───── RECORDS SUPPLIED ─────
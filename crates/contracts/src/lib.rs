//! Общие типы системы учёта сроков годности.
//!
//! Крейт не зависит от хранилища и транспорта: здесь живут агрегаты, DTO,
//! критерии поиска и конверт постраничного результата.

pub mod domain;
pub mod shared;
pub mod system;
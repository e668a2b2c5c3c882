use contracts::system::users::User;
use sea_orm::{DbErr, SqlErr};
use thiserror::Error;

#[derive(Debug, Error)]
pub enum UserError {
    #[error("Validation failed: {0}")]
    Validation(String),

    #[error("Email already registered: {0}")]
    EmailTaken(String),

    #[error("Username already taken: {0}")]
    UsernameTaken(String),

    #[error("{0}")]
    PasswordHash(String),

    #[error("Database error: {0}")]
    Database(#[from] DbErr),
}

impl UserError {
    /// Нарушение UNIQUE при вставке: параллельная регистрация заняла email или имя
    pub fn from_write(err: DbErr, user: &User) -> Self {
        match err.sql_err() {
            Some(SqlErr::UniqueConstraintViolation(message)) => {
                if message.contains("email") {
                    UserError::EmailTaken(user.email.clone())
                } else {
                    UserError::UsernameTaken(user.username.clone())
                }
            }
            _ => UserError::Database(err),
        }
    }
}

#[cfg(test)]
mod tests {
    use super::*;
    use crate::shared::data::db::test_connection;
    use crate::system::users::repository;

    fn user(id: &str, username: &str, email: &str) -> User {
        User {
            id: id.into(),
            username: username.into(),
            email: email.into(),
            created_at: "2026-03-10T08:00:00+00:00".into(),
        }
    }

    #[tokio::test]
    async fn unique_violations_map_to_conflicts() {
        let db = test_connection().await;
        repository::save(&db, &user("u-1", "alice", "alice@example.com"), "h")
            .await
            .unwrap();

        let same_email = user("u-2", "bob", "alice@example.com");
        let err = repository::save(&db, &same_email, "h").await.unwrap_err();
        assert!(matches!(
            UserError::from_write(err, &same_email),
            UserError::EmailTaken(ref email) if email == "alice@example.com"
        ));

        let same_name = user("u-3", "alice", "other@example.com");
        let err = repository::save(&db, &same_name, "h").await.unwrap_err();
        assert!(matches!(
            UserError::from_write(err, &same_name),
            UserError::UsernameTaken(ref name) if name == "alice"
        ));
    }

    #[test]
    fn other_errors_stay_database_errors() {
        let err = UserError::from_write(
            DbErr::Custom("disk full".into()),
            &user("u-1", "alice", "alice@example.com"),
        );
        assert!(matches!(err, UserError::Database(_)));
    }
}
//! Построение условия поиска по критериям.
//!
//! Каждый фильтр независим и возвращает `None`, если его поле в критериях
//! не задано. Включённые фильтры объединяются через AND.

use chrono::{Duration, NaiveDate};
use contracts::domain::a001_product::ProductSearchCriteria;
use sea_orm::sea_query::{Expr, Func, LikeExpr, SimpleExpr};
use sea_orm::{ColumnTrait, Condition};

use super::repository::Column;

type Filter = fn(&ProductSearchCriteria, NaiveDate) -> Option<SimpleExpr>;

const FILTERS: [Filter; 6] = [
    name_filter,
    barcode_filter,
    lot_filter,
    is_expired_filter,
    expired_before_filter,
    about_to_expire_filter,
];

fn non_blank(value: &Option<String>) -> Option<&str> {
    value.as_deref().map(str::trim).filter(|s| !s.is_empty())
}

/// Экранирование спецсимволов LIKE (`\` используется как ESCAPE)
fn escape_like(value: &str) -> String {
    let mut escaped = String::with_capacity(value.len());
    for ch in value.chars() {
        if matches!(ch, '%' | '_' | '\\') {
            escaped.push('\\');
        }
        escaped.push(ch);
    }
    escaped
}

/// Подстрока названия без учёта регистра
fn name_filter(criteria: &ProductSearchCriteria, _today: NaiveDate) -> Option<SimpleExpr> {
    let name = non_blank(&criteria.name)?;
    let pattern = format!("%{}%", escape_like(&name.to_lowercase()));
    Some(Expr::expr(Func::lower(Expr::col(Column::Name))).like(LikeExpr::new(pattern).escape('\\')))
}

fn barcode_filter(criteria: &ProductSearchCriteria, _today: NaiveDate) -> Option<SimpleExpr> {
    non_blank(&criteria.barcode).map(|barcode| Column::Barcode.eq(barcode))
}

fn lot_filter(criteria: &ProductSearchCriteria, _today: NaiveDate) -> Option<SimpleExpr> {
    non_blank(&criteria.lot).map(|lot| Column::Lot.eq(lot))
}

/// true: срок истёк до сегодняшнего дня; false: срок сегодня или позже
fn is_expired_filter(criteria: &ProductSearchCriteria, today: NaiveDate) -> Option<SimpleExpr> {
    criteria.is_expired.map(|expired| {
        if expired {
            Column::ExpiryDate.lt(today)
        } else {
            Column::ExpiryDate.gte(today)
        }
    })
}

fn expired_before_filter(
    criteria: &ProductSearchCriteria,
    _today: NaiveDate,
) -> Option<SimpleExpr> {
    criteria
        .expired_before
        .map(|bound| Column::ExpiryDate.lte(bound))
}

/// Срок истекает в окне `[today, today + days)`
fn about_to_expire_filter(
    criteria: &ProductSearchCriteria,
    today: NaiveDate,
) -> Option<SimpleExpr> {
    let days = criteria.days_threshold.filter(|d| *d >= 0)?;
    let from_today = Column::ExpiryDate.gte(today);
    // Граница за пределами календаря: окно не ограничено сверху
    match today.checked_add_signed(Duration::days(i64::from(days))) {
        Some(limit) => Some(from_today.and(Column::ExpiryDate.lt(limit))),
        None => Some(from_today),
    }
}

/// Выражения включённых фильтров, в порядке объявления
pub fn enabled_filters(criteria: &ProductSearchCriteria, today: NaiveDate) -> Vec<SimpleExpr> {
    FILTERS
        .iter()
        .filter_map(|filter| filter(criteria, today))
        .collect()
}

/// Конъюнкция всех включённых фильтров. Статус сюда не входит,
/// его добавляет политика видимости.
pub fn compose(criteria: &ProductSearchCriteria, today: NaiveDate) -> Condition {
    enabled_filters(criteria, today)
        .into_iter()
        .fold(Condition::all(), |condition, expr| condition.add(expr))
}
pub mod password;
─────
WORK REQUIRED = Please report all lines in the entries where "DbErr" appears.

WRITTEN REPLY =
use sea_orm::{DbErr, SqlErr};
    Database(#[from] DbErr),
    pub fn from_write(err: DbErr, user: &User) -> Self {
            DbErr::Custom("disk full".into()),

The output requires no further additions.